§ Given information
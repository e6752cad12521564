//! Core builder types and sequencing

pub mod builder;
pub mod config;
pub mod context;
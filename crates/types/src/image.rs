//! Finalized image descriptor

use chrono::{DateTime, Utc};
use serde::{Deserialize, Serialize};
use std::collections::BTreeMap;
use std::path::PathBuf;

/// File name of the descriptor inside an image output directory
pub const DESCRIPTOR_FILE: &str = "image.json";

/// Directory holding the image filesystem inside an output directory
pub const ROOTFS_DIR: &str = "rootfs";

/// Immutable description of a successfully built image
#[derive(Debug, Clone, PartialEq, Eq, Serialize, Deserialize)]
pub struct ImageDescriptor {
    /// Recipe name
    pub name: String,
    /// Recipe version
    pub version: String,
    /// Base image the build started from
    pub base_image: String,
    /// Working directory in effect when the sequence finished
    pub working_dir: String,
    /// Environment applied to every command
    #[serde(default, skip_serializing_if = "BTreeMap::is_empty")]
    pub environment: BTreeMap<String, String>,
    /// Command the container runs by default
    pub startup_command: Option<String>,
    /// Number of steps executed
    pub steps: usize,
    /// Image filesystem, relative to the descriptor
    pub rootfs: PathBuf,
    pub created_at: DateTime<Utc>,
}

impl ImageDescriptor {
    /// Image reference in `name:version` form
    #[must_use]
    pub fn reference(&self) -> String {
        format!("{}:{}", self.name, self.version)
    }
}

==

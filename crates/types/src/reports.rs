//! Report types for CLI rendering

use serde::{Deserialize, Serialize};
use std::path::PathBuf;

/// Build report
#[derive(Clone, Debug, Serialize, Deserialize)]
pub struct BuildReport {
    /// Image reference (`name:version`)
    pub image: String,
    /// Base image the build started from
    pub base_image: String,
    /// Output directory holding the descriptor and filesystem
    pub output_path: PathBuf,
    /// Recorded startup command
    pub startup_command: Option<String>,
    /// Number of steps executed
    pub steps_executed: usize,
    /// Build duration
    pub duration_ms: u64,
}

---

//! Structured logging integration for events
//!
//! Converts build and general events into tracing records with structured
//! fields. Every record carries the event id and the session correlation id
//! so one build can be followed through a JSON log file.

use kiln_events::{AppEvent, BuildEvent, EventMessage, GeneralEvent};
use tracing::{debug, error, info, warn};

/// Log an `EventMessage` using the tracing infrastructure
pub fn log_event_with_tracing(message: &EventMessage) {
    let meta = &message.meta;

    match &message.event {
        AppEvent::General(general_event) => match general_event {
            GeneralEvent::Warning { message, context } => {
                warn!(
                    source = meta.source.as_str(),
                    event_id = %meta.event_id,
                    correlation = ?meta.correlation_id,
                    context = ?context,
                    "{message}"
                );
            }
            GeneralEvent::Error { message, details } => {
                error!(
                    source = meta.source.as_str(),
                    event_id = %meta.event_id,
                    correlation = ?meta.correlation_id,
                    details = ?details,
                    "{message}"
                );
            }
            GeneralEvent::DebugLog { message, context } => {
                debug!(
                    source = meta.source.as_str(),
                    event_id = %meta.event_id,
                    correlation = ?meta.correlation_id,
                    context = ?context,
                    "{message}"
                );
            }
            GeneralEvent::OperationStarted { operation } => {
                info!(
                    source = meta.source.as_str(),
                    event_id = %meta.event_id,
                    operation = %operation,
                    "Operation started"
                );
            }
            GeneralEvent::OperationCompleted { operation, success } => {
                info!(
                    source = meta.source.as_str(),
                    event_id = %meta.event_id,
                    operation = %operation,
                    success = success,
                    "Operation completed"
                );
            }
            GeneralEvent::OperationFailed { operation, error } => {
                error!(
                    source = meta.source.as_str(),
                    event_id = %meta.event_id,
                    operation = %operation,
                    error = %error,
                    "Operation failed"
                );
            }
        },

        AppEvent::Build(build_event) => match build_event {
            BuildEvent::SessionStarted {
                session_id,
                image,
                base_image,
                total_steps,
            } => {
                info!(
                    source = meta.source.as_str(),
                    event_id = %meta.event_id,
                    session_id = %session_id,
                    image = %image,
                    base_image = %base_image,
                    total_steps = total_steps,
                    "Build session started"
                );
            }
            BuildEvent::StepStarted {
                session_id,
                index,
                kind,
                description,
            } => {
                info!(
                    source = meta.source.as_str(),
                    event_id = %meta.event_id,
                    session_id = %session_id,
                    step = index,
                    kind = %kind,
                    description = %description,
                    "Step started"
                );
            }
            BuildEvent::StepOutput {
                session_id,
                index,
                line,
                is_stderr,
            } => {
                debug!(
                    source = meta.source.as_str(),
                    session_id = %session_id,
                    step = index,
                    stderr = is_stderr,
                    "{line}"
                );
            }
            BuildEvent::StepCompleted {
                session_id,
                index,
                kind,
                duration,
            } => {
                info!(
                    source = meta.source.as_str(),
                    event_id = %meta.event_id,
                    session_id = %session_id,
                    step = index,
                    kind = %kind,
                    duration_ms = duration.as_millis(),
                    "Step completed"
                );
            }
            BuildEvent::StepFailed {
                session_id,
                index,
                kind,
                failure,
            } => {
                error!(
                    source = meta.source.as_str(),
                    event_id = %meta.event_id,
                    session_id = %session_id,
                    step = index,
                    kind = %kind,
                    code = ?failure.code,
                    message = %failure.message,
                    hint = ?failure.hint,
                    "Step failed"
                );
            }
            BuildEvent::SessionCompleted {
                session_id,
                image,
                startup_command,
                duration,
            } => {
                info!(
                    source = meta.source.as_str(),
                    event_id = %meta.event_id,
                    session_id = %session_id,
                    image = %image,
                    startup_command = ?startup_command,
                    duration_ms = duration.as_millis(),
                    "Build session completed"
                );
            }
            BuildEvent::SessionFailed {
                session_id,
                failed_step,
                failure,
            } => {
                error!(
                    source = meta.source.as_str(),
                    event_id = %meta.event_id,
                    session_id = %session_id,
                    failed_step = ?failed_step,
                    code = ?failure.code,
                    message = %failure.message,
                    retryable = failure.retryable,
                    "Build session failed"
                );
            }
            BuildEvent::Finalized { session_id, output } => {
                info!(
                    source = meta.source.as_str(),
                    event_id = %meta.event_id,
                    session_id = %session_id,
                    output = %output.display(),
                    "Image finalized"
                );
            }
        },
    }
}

§ Work to be completed
Among the records above, count the lines that include the word "directory" and state the number by itself.

§ Answer to the exercise
4